GNOME Character Map Manual


Table of Contents
Introduction
Using GNOME Character Map

Introduction

GNOME Character Map is a program that allows you to select any character available in your current font. With GNOME Character Map, you can also use characters that you cannot type with your keybord (such as "extended ASCII characters", or characters with codes greater than 127, for example the copyright symbol). It's similar to Microsoft Windows' Character Map. The difference is that Gnome Character Map is better ;-)

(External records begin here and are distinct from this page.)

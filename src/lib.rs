//! # LS-8 Emulator
//!
//! An emulator of the LS-8, an 8-bit educational computer with 256 bytes
//! of memory, 8 general-purpose registers, and a downward-growing stack.
//!
//! Programs are plain-text `.ls8` files of binary-encoded bytes. The CPU
//! runs them through a fetch-decode-execute loop until a HLT instruction
//! or a fault.

pub mod cpu;
pub mod loader;

// Re-export commonly used types
pub use cpu::{
    Cpu, CpuError, CpuState, Flags, Instruction, Memory, Opcode, Registers, Snapshot,
};
pub use loader::{load_program, parse_program, LoadError, ProgramFile};
//! The `.ls8` program file format.
//!
//! `.ls8` is a plain-text encoding of LS-8 machine code:
//! - One byte per line, written as 8 binary digits
//! - Everything after the first whitespace on a line is ignored
//!   (conventionally a human-readable comment)
//! - Lines starting with `#` are comments
//! - Blank lines are ignored

use std::path::Path;

use thiserror::Error;

/// A loaded `.ls8` program.
#[derive(Debug, Clone, Default)]
pub struct ProgramFile {
    /// The raw machine-code bytes, in load order.
    pub bytes: Vec<u8>,
    /// Original source lines (for debugging).
    pub source_lines: Vec<String>,
}

impl ProgramFile {
    /// Create a new empty program.
    pub fn new() -> Self {
        Self::default()
    }

    /// Add one machine-code byte with the source line it came from.
    pub fn push(&mut self, byte: u8, source: &str) {
        self.bytes.push(byte);
        self.source_lines.push(source.to_string());
    }

    /// Number of machine-code bytes.
    pub fn len(&self) -> usize {
        self.bytes.len()
    }

    /// Check if empty.
    pub fn is_empty(&self) -> bool {
        self.bytes.is_empty()
    }
}

/// Parse `.ls8` source text into a program image.
pub fn parse_program(source: &str) -> Result<ProgramFile, LoadError> {
    let mut program = ProgramFile::new();

    for (line_num, line) in source.lines().enumerate() {
        let trimmed = line.trim();

        // Skip empty lines and comments
        if trimmed.is_empty() || trimmed.starts_with('#') {
            continue;
        }

        // The first whitespace-separated field is the instruction byte.
        let token = match trimmed.split_whitespace().next() {
            Some(token) => token,
            None => continue,
        };

        if token.len() != 8 || !token.bytes().all(|b| matches!(b, b'0' | b'1')) {
            return Err(LoadError::Parse {
                line: line_num + 1,
                message: format!("expected 8 binary digits, found {token:?}"),
            });
        }

        let byte = token.bytes().fold(0u8, |acc, b| (acc << 1) | (b - b'0'));
        program.push(byte, trimmed);
    }

    Ok(program)
}

/// Load a `.ls8` program from disk.
pub fn load_program<P: AsRef<Path>>(path: P) -> Result<ProgramFile, LoadError> {
    let source = std::fs::read_to_string(path.as_ref())
        .map_err(|e| LoadError::Io(e.to_string()))?;
    parse_program(&source)
}

/// Errors that can occur loading a program file.
#[derive(Debug, Clone, PartialEq, Eq, Error)]
pub enum LoadError {
    #[error("I/O error: {0}")]
    Io(String),

    #[error("parse error on line {line}: {message}")]
    Parse { line: usize, message: String },
}

#[cfg(test)]
mod tests {
    use super::*;
    use crate::cpu::Cpu;

    fn demo(name: &str) -> String {
        format!(concat!(env!("CARGO_MANIFEST_DIR"), "/demos/{}"), name)
    }

    fn run_demo(name: &str) -> Vec<u8> {
        let program = load_program(demo(name)).unwrap();
        let mut cpu = Cpu::with_output(Vec::new());
        cpu.load_program(&program.bytes).unwrap();
        cpu.run().unwrap();
        cpu.output().clone()
    }

    #[test]
    fn test_parse_simple_program() {
        let program = parse_program("10000010\n00000000\n00001000\n00000001\n").unwrap();

        assert_eq!(program.bytes, vec![0b1000_0010, 0, 8, 1]);
        assert_eq!(program.len(), 4);
    }

    #[test]
    fn test_skips_comments_and_blank_lines() {
        let source = "\
# A header comment

00000001 # HLT

  # an indented comment
";
        let program = parse_program(source).unwrap();

        assert_eq!(program.bytes, vec![1]);
    }

    #[test]
    fn test_ignores_text_after_first_token() {
        let program = parse_program("10000010 LDI R0,8 anything goes here\n").unwrap();

        assert_eq!(program.bytes, vec![0b1000_0010]);
        assert_eq!(program.source_lines[0], "10000010 LDI R0,8 anything goes here");
    }

    #[test]
    fn test_empty_source_is_an_empty_program() {
        let program = parse_program("# only comments\n\n").unwrap();

        assert!(program.is_empty());
    }

    #[test]
    fn test_rejects_short_token() {
        let err = parse_program("00000001\n\n1010\n").unwrap_err();

        assert_eq!(
            err,
            LoadError::Parse {
                line: 3,
                message: "expected 8 binary digits, found \"1010\"".to_string(),
            }
        );
    }

    #[test]
    fn test_rejects_long_token() {
        let err = parse_program("100000100\n").unwrap_err();

        assert!(matches!(err, LoadError::Parse { line: 1, .. }));
    }

    #[test]
    fn test_rejects_non_binary_digits() {
        let err = parse_program("00000001\n1020a010\n").unwrap_err();

        assert!(matches!(err, LoadError::Parse { line: 2, .. }));
    }

    #[test]
    fn test_missing_file_is_an_io_error() {
        let err = load_program("no/such/file.ls8").unwrap_err();

        assert!(matches!(err, LoadError::Io(_)));
    }

    #[test]
    fn test_demo_print8() {
        assert_eq!(run_demo("print8.ls8"), b"8\n");
    }

    #[test]
    fn test_demo_mult() {
        assert_eq!(run_demo("mult.ls8"), b"72\n");
    }

    #[test]
    fn test_demo_stack() {
        assert_eq!(run_demo("stack.ls8"), b"2\n1\n");
    }

    #[test]
    fn test_demo_call() {
        assert_eq!(run_demo("call.ls8"), b"99\n");
    }

    #[test]
    fn test_demo_countdown() {
        assert_eq!(run_demo("countdown.ls8"), b"5\n4\n3\n2\n1\n");
    }
}
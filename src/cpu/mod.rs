//! The LS-8 CPU: memory, registers, ALU, decoder, and execution engine.

pub mod alu;
pub mod decode;
pub mod execute;
pub mod memory;
pub mod registers;

pub use decode::{decode, Instruction, Opcode};
pub use execute::{Cpu, CpuError, CpuState, Snapshot};
pub use memory::{Memory, MemoryError, MEMORY_SIZE};
pub use registers::{Flags, RegisterError, Registers, NUM_REGISTERS, SP, STACK_INIT};
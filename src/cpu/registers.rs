//! LS-8 CPU registers.
//!
//! The LS-8 has 8 general-purpose 8-bit registers, R0-R7. R7 is reserved
//! as the stack pointer and powers on pointing at the top of memory.
//! Alongside the register file lives the FL condition register: three
//! single-bit flags (less-than, greater-than, equal) written only by CMP
//! and read only by the conditional jumps.

use std::cmp::Ordering;
use serde::{Serialize, Deserialize};
use thiserror::Error;

/// The number of general-purpose registers.
pub const NUM_REGISTERS: usize = 8;

/// The register reserved as the stack pointer.
pub const SP: usize = 7;

/// Power-on value of the stack pointer: the stack grows downward from the
/// top of memory.
pub const STACK_INIT: u8 = 0xFF;

/// The LS-8 register file.
#[derive(Clone, Debug, PartialEq, Eq, Serialize, Deserialize)]
pub struct Registers {
    regs: [u8; NUM_REGISTERS],
}

impl Registers {
    /// Create a new register file: R7 holds [`STACK_INIT`], the rest zero.
    pub fn new() -> Self {
        let mut regs = [0; NUM_REGISTERS];
        regs[SP] = STACK_INIT;
        Self { regs }
    }

    /// Read a register by index (0-7).
    ///
    /// Register operands come straight from program bytes, so the index is
    /// untrusted and checked here.
    #[inline]
    pub fn get(&self, index: u8) -> Result<u8, RegisterError> {
        self.regs
            .get(usize::from(index))
            .copied()
            .ok_or(RegisterError::IndexOutOfRange(index))
    }

    /// Write a register by index (0-7).
    #[inline]
    pub fn set(&mut self, index: u8, value: u8) -> Result<(), RegisterError> {
        let slot = self
            .regs
            .get_mut(usize::from(index))
            .ok_or(RegisterError::IndexOutOfRange(index))?;
        *slot = value;
        Ok(())
    }

    /// Current stack pointer (R7).
    #[inline]
    pub fn sp(&self) -> u8 {
        self.regs[SP]
    }

    /// Set the stack pointer (R7).
    #[inline]
    pub fn set_sp(&mut self, value: u8) {
        self.regs[SP] = value;
    }

    /// All register values in order, for traces and snapshots.
    pub fn all(&self) -> &[u8; NUM_REGISTERS] {
        &self.regs
    }

    /// Reset all registers to their power-on values.
    pub fn reset(&mut self) {
        self.regs = [0; NUM_REGISTERS];
        self.regs[SP] = STACK_INIT;
    }
}

impl Default for Registers {
    fn default() -> Self {
        Self::new()
    }
}

/// The FL condition register.
///
/// Exactly one flag is set after any comparison; all three start clear.
#[derive(Clone, Copy, Debug, Default, PartialEq, Eq, Serialize, Deserialize)]
pub struct Flags {
    less: bool,
    greater: bool,
    equal: bool,
}

impl Flags {
    /// Create a flags register with all flags clear.
    pub fn new() -> Self {
        Self::default()
    }

    /// Compare two values, clearing all flags and then setting exactly one.
    pub fn compare(&mut self, a: u8, b: u8) {
        self.clear();
        match a.cmp(&b) {
            Ordering::Less => self.less = true,
            Ordering::Greater => self.greater = true,
            Ordering::Equal => self.equal = true,
        }
    }

    /// Clear all three flags.
    pub fn clear(&mut self) {
        self.less = false;
        self.greater = false;
        self.equal = false;
    }

    /// Was the last comparison less-than?
    #[inline]
    pub fn less(&self) -> bool {
        self.less
    }

    /// Was the last comparison greater-than?
    #[inline]
    pub fn greater(&self) -> bool {
        self.greater
    }

    /// Was the last comparison equal?
    #[inline]
    pub fn equal(&self) -> bool {
        self.equal
    }
}

/// Errors that can occur accessing the register file.
#[derive(Debug, Clone, PartialEq, Eq, Error)]
pub enum RegisterError {
    #[error("register index {0} out of range (0-{})", NUM_REGISTERS - 1)]
    IndexOutOfRange(u8),
}
//! LS-8 memory subsystem.
//!
//! The LS-8 has 256 bytes of flat RAM holding both the program image
//! (loaded at address 0) and the downward-growing stack (top of memory).

use serde::{Serialize, Deserialize};

/// The number of addressable bytes in the LS-8.
pub const MEMORY_SIZE: usize = 256;

/// LS-8 memory: 256 byte cells, zero-initialized.
#[derive(Clone, Serialize, Deserialize)]
pub struct Memory {
    cells: Vec<u8>,
}

impl Memory {
    /// Create a new memory with all cells zeroed.
    pub fn new() -> Self {
        Self {
            cells: vec![0; MEMORY_SIZE],
        }
    }

    /// Read the byte at an address (0-255).
    ///
    /// Fails with [`MemoryError::AddressOutOfRange`] for addresses past the
    /// end of memory.
    #[inline]
    pub fn read(&self, addr: u16) -> Result<u8, MemoryError> {
        let index = self.index(addr)?;
        Ok(self.cells[index])
    }

    /// Write a byte at an address (0-255).
    ///
    /// Fails with [`MemoryError::AddressOutOfRange`] for addresses past the
    /// end of memory.
    #[inline]
    pub fn write(&mut self, addr: u16, value: u8) -> Result<(), MemoryError> {
        let index = self.index(addr)?;
        self.cells[index] = value;
        Ok(())
    }

    /// Convert an address to a cell index, checking bounds.
    fn index(&self, addr: u16) -> Result<usize, MemoryError> {
        let index = usize::from(addr);
        if index >= MEMORY_SIZE {
            return Err(MemoryError::AddressOutOfRange(addr));
        }
        Ok(index)
    }

    /// Clear all memory to zeros.
    pub fn clear(&mut self) {
        for cell in &mut self.cells {
            *cell = 0;
        }
    }

    /// Load a program into memory starting at the given address.
    pub fn load_program(&mut self, start_addr: usize, program: &[u8]) -> Result<(), MemoryError> {
        if start_addr + program.len() > MEMORY_SIZE {
            return Err(MemoryError::ProgramTooLarge {
                size: program.len(),
                available: MEMORY_SIZE - start_addr,
            });
        }

        for (i, &byte) in program.iter().enumerate() {
            self.cells[start_addr + i] = byte;
        }

        Ok(())
    }

    /// View the full memory contents (for debugging).
    pub fn as_bytes(&self) -> &[u8] {
        &self.cells
    }
}

impl Default for Memory {
    fn default() -> Self {
        Self::new()
    }
}

impl std::fmt::Debug for Memory {
    fn fmt(&self, f: &mut std::fmt::Formatter<'_>) -> std::fmt::Result {
        // Only count non-zero cells
        let non_zero = self.cells.iter().filter(|&&cell| cell != 0).count();

        f.debug_struct("Memory")
            .field("non_zero_cells", &non_zero)
            .field("total_cells", &MEMORY_SIZE)
            .finish()
    }
}

/// Errors that can occur during memory operations.
#[derive(Debug, Clone, PartialEq, Eq)]
pub enum MemoryError {
    /// Address is outside valid memory range.
    AddressOutOfRange(u16),
    /// Program is too large to fit in memory.
    ProgramTooLarge { size: usize, available: usize },
}

impl std::fmt::Display for MemoryError {
    fn fmt(&self, f: &mut std::fmt::Formatter<'_>) -> std::fmt::Result {
        match self {
            MemoryError::AddressOutOfRange(addr) => {
                write!(f, "memory address {} out of range (0-{})", addr, MEMORY_SIZE - 1)
            }
            MemoryError::ProgramTooLarge { size, available } => {
                write!(f, "program size {} exceeds available space {}", size, available)
            }
        }
    }
}

impl std::error::Error for MemoryError {}

#[cfg(test)]
mod tests {
    use super::*;

    #[test]
    fn test_memory_starts_zeroed() {
        let mem = Memory::new();
        for addr in 0..MEMORY_SIZE as u16 {
            assert_eq!(mem.read(addr).unwrap(), 0);
        }
    }

    #[test]
    fn test_memory_read_write() {
        let mut mem = Memory::new();

        mem.write(10, 42).unwrap();
        assert_eq!(mem.read(10).unwrap(), 42);
    }

    #[test]
    fn test_memory_bounds() {
        let mut mem = Memory::new();

        // Valid addresses: 0-255
        assert!(mem.read(0).is_ok());
        assert!(mem.read(255).is_ok());
        assert!(mem.write(255, 1).is_ok());

        // Invalid addresses
        assert_eq!(mem.read(256), Err(MemoryError::AddressOutOfRange(256)));
        assert_eq!(mem.write(256, 1), Err(MemoryError::AddressOutOfRange(256)));
        assert!(mem.read(0x1000).is_err());
    }

    #[test]
    fn test_load_program() {
        let mut mem = Memory::new();
        let program = [0b1000_0010, 0, 8];

        mem.load_program(0, &program).unwrap();

        assert_eq!(mem.read(0).unwrap(), 0b1000_0010);
        assert_eq!(mem.read(1).unwrap(), 0);
        assert_eq!(mem.read(2).unwrap(), 8);
        assert_eq!(mem.read(3).unwrap(), 0);
        assert_eq!(&mem.as_bytes()[..3], &program[..]);
    }

    #[test]
    fn test_load_program_too_large() {
        let mut mem = Memory::new();
        let program = vec![0; MEMORY_SIZE + 1];

        let err = mem.load_program(0, &program).unwrap_err();
        assert_eq!(
            err,
            MemoryError::ProgramTooLarge {
                size: MEMORY_SIZE + 1,
                available: MEMORY_SIZE,
            }
        );

        // A full-size program still fits
        assert!(mem.load_program(0, &vec![0; MEMORY_SIZE]).is_ok());
    }

    #[test]
    fn test_clear() {
        let mut mem = Memory::new();
        mem.write(100, 0xAB).unwrap();

        mem.clear();

        assert_eq!(mem.read(100).unwrap(), 0);
    }
}
//! LS-8 Emulator - CLI Entry Point
//!
//! Runs a `.ls8` program file:
//! - `ls8-emu <program>` - run until HLT
//! - `ls8-emu --trace <program>` - print a TRACE line before every instruction
//! - `ls8-emu --dump-state <path> <program>` - also write the final machine
//!   state as JSON
//!
//! Exits 0 when the program halts normally and 1 on any load or CPU fault.

use std::path::PathBuf;

use clap::Parser;

use ls8::{load_program, Cpu};

#[derive(Parser)]
#[command(name = "ls8-emu")]
#[command(version)]
#[command(about = "An emulator of the LS-8 8-bit educational computer")]
struct Cli {
    /// Path to the .ls8 program file to execute
    program: PathBuf,

    /// Print a TRACE line before every instruction
    #[arg(short, long)]
    trace: bool,

    /// Write the final machine state to a JSON file after the run
    #[arg(long, value_name = "PATH")]
    dump_state: Option<PathBuf>,
}

fn main() {
    let cli = Cli::parse();

    let program = match load_program(&cli.program) {
        Ok(p) => p,
        Err(e) => {
            eprintln!("❌ Failed to load {}: {}", cli.program.display(), e);
            std::process::exit(1);
        }
    };

    if program.is_empty() {
        eprintln!("❌ No instructions to execute");
        std::process::exit(1);
    }

    let mut cpu = Cpu::new();
    if let Err(e) = cpu.load_program(&program.bytes) {
        eprintln!("❌ Failed to load program: {}", e);
        std::process::exit(1);
    }

    while cpu.is_running() {
        if cli.trace {
            cpu.trace();
        }

        let pc = cpu.pc;
        if let Err(e) = cpu.step() {
            eprintln!("❌ CPU error at PC={}: {}", pc, e);
            std::process::exit(1);
        }
    }

    if let Some(path) = &cli.dump_state {
        let json = match serde_json::to_string_pretty(&cpu.snapshot()) {
            Ok(json) => json,
            Err(e) => {
                eprintln!("❌ Failed to serialize state: {}", e);
                std::process::exit(1);
            }
        };

        if let Err(e) = std::fs::write(path, json) {
            eprintln!("❌ Failed to write {}: {}", path.display(), e);
            std::process::exit(1);
        }
    }
}
//! Cell kinds and movement directions.
//!
//! Cells are a closed set of tagged variants. Everything that reacts to a
//! cell (the stationary chain, the live environment, the path finder)
//! matches on [`CellKind`] exhaustively.

use serde::{Deserialize, Serialize};
use std::fmt;

/// The two enemy variants.
///
/// A normal enemy is dangerous to an unarmed adventurer; a special enemy
/// is the inverse, harmless without the sword and dangerous with it.
#[derive(Debug, Clone, Copy, PartialEq, Eq, Hash, Serialize, Deserialize)]
pub enum EnemyKind {
    Normal,
    Special,
}

/// What occupies a single grid cell.
#[derive(Debug, Clone, Copy, PartialEq, Eq, Hash, Serialize, Deserialize)]
pub enum CellKind {
    Empty,
    Start,
    Wall,
    Enemy(EnemyKind),
    Trap,
    Crack,
    Treasure,
    Sword,
    Key,
    Portal,
    MovingPlatform,
}

impl CellKind {
    /// Portal and moving platform cells redirect the adventurer elsewhere.
    pub fn is_recursive(self) -> bool {
        matches!(self, CellKind::Portal | CellKind::MovingPlatform)
    }

    /// Letter used by the text save format.
    pub fn to_save_char(self) -> char {
        match self {
            CellKind::Empty => 'a',
            CellKind::Start => 'b',
            CellKind::Wall => 'c',
            CellKind::Enemy(EnemyKind::Normal) => 'd',
            CellKind::Trap => 'e',
            CellKind::Crack => 'f',
            CellKind::Treasure => 'g',
            CellKind::Sword => 'h',
            CellKind::Key => 'i',
            CellKind::Portal => 'j',
            CellKind::MovingPlatform => 'k',
            CellKind::Enemy(EnemyKind::Special) => 'l',
        }
    }

    /// Inverse of [`CellKind::to_save_char`].
    pub fn from_save_char(c: char) -> Option<Self> {
        let cell = match c {
            'a' => CellKind::Empty,
            'b' => CellKind::Start,
            'c' => CellKind::Wall,
            'd' => CellKind::Enemy(EnemyKind::Normal),
            'e' => CellKind::Trap,
            'f' => CellKind::Crack,
            'g' => CellKind::Treasure,
            'h' => CellKind::Sword,
            'i' => CellKind::Key,
            'j' => CellKind::Portal,
            'k' => CellKind::MovingPlatform,
            'l' => CellKind::Enemy(EnemyKind::Special),
            _ => return None,
        };
        Some(cell)
    }

    /// Single glyph used when rendering a grid.
    pub fn glyph(self) -> char {
        match self {
            CellKind::Empty => ' ',
            CellKind::Start => '◦',
            CellKind::Wall => '■',
            CellKind::Enemy(EnemyKind::Normal) => 'E',
            CellKind::Enemy(EnemyKind::Special) => 'Ê',
            CellKind::Trap => 'R',
            CellKind::Crack => 'C',
            CellKind::Treasure => 'T',
            CellKind::Sword => 'S',
            CellKind::Key => 'K',
            CellKind::Portal => 'P',
            CellKind::MovingPlatform => '-',
        }
    }
}

impl fmt::Display for CellKind {
    fn fmt(&self, f: &mut fmt::Formatter<'_>) -> fmt::Result {
        write!(f, "{}", self.glyph())
    }
}

/// The four cardinal moves. The discriminant is the action index used by
/// every tensor and table (`0..4`).
#[derive(Debug, Clone, Copy, PartialEq, Eq, Hash, Serialize, Deserialize)]
pub enum Direction {
    North = 0,
    East = 1,
    South = 2,
    West = 3,
}

impl Direction {
    /// All directions in action-index order.
    pub const ALL: [Direction; 4] = [
        Direction::North,
        Direction::East,
        Direction::South,
        Direction::West,
    ];

    /// Number of actions.
    pub const COUNT: usize = 4;

    /// Action index in `0..4`.
    pub fn index(self) -> usize {
        self as usize
    }

    /// Direction for an action index, `None` outside `0..4`.
    pub fn from_index(index: usize) -> Option<Self> {
        Self::ALL.get(index).copied()
    }

    /// The opposite direction: if B is north of A, A is south of B.
    pub fn reverse(self) -> Self {
        Self::ALL[(self.index() + 2) % 4]
    }

    /// (row, col) offset of one step.
    pub fn delta(self) -> (isize, isize) {
        match self {
            Direction::North => (-1, 0),
            Direction::East => (0, 1),
            Direction::South => (1, 0),
            Direction::West => (0, -1),
        }
    }
}

impl fmt::Display for Direction {
    fn fmt(&self, f: &mut fmt::Formatter<'_>) -> fmt::Result {
        let arrow = match self {
            Direction::North => '↑',
            Direction::East => '→',
            Direction::South => '↓',
            Direction::West => '←',
        };
        write!(f, "{}", arrow)
    }
}
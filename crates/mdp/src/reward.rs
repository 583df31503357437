//! The state-action reward tensor.
//!
//! Only certain transitions carry reward. A move whose outcome is a gamble
//! (a fight, a trap, a portal) earns nothing even when it may pay off.

use dungeon_core::{Direction, GridMap, StateCodec, StateId, TreasureStage};
use tracing::debug;

use crate::error::MdpError;
use crate::transition::TransitionTensor;

/// A transition is certain when its most likely successor is at least this
/// close to probability 1.
pub const CERTAINTY_TOLERANCE: f64 = 1e-9;

/// Reward for acquiring the key.
pub const KEY_REWARD: f64 = 0.5;
/// Reward for acquiring the treasure.
pub const TREASURE_REWARD: f64 = 0.5;
/// Reward for standing on the start cell with the treasure.
pub const WIN_REWARD: f64 = 1.0;
/// Reward of the death self-loop.
pub const DEATH_REWARD: f64 = -1.0;

/// `R[s][a]`, stored flat.
#[derive(Debug, Clone, PartialEq)]
pub struct RewardTensor {
    num_states: usize,
    data: Vec<f64>,
}

impl RewardTensor {
    pub fn num_states(&self) -> usize {
        self.num_states
    }

    /// # Panics
    ///
    /// Panics if `state >= num_states()` or `action >= 4`.
    pub fn get(&self, state: StateId, action: usize) -> f64 {
        self.data[state * Direction::COUNT + action]
    }

    /// The four action rewards of `state`.
    pub fn row(&self, state: StateId) -> &[f64] {
        let start = state * Direction::COUNT;
        &self.data[start..start + Direction::COUNT]
    }
}

/// Derive rewards from the certain transitions of `transitions`.
pub fn build_rewards(
    grid: &GridMap,
    codec: &StateCodec,
    transitions: &TransitionTensor,
) -> Result<RewardTensor, MdpError> {
    let n = codec.num_states();
    if transitions.num_states() != n {
        return Err(MdpError::ShapeMismatch {
            expected: n,
            got: transitions.num_states(),
        });
    }

    let start = grid.position(grid.start());
    let death = codec.death_id();
    let mut data = vec![0.0; n * Direction::COUNT];
    let mut certain = 0;

    for state in 0..n {
        for action in 0..Direction::COUNT {
            let (next, p) = transitions.most_likely(state, action);
            if p < 1.0 - CERTAINTY_TOLERANCE {
                continue;
            }
            certain += 1;
            data[state * Direction::COUNT + action] = if state == death {
                DEATH_REWARD
            } else if next == death {
                0.0
            } else {
                let from = codec.from_id(state)?;
                let to = codec.from_id(next)?;
                match (from.stage, to.stage) {
                    (TreasureStage::Nothing, TreasureStage::HasKey) => KEY_REWARD,
                    (TreasureStage::HasKey, TreasureStage::HasTreasure) => TREASURE_REWARD,
                    (TreasureStage::HasTreasure, TreasureStage::HasTreasure)
                        if state == next && from.position == start =>
                    {
                        WIN_REWARD
                    }
                    _ => 0.0,
                }
            };
        }
    }

    debug!(certain, total = n * Direction::COUNT, "built reward tensor");
    Ok(RewardTensor {
        num_states: n,
        data,
    })
}

#[cfg(test)]
mod tests {
    use super::*;
    use crate::config::{ChainConfig, ResolverConfig};
    use crate::transition::TransitionBuilder;
    use dungeon_core::WorldState;

    fn build(text: &str) -> (GridMap, StateCodec, RewardTensor) {
        let grid = GridMap::parse(text).unwrap();
        let mut builder =
            TransitionBuilder::new(&grid, ChainConfig::default(), ResolverConfig::default())
                .unwrap();
        let codec = *builder.codec();
        let t = builder.build().unwrap();
        let r = build_rewards(&grid, &codec, &t).unwrap();
        (grid, codec, r)
    }

    fn id(codec: &StateCodec, sword: bool, stage: TreasureStage, pos: usize) -> StateId {
        codec.to_id(WorldState::new(sword, stage, pos)).unwrap()
    }

    #[test]
    fn test_two_by_two_rewards() {
        // treasure key
        // sword    start
        let (_, codec, r) = build("2,2\ngihb");
        use TreasureStage::*;
        let north = Direction::North.index();
        let west = Direction::West.index();
        let east = Direction::East.index();

        assert_eq!(r.get(id(&codec, false, Nothing, 3), north), KEY_REWARD);
        assert_eq!(r.get(id(&codec, true, HasKey, 1), west), TREASURE_REWARD);
        // already holding the key: nothing new
        assert_eq!(r.get(id(&codec, false, HasKey, 3), north), 0.0);
        // staying on the start with the treasure
        assert_eq!(r.get(id(&codec, true, HasTreasure, 3), east), WIN_REWARD);
        // arriving on the start is not itself rewarded
        assert_eq!(r.get(id(&codec, true, HasTreasure, 1), Direction::South.index()), 0.0);
        assert_eq!(r.row(codec.death_id()), &[DEATH_REWARD; 4]);
    }

    #[test]
    fn test_gambles_are_not_rewarded() {
        // g e
        // i b
        // h a
        // the trap sits between the start and the treasure; stepping onto
        // the key is certain, stepping onto the trap is not
        let (_, codec, r) = build("3,2\ngeibha");
        use TreasureStage::*;
        let start = 3;
        assert_eq!(r.get(id(&codec, false, Nothing, start), Direction::West.index()), KEY_REWARD);
        assert_eq!(r.get(id(&codec, false, HasKey, start), Direction::North.index()), 0.0);
    }

    #[test]
    fn test_shape_mismatch() {
        let grid = GridMap::parse("2,2\ngihb").unwrap();
        let other = GridMap::parse("3,2\ngiahab").unwrap();
        let mut builder =
            TransitionBuilder::new(&other, ChainConfig::default(), ResolverConfig::default())
                .unwrap();
        let t = builder.build().unwrap();
        let codec = StateCodec::new(2, 2).unwrap();
        assert!(matches!(
            build_rewards(&grid, &codec, &t),
            Err(MdpError::ShapeMismatch { .. })
        ));
    }
}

Why did I write GNOME Character Map? Because there wasn't such a program available for Linux, until now. When I write documents, sometimes I want to use special characters like an E-circumflex. To do that, I have to write a program that prints all font characters to stdout (how mad can you be? ;-) and copy the character to clipboard . I like the Windows' Character Map, because it's easy and fast to use. So I wrote one myself for Linux.

NoteCross-Platform Support
 

GNOME Character Map will also work in other Unix platforms like FreeBSD, Solaris, etc., as long as Gnome is available for that platform.

To run GNOME Character Map, select GNOME Character Map from the Utilities submenu of the Main Menu, or type gcharmap on the command line.

GNOME Character Map is included in the gnome-utils package, which is part of the GNOME desktop environment. This document describes version 1.4 of GNOME Character Map.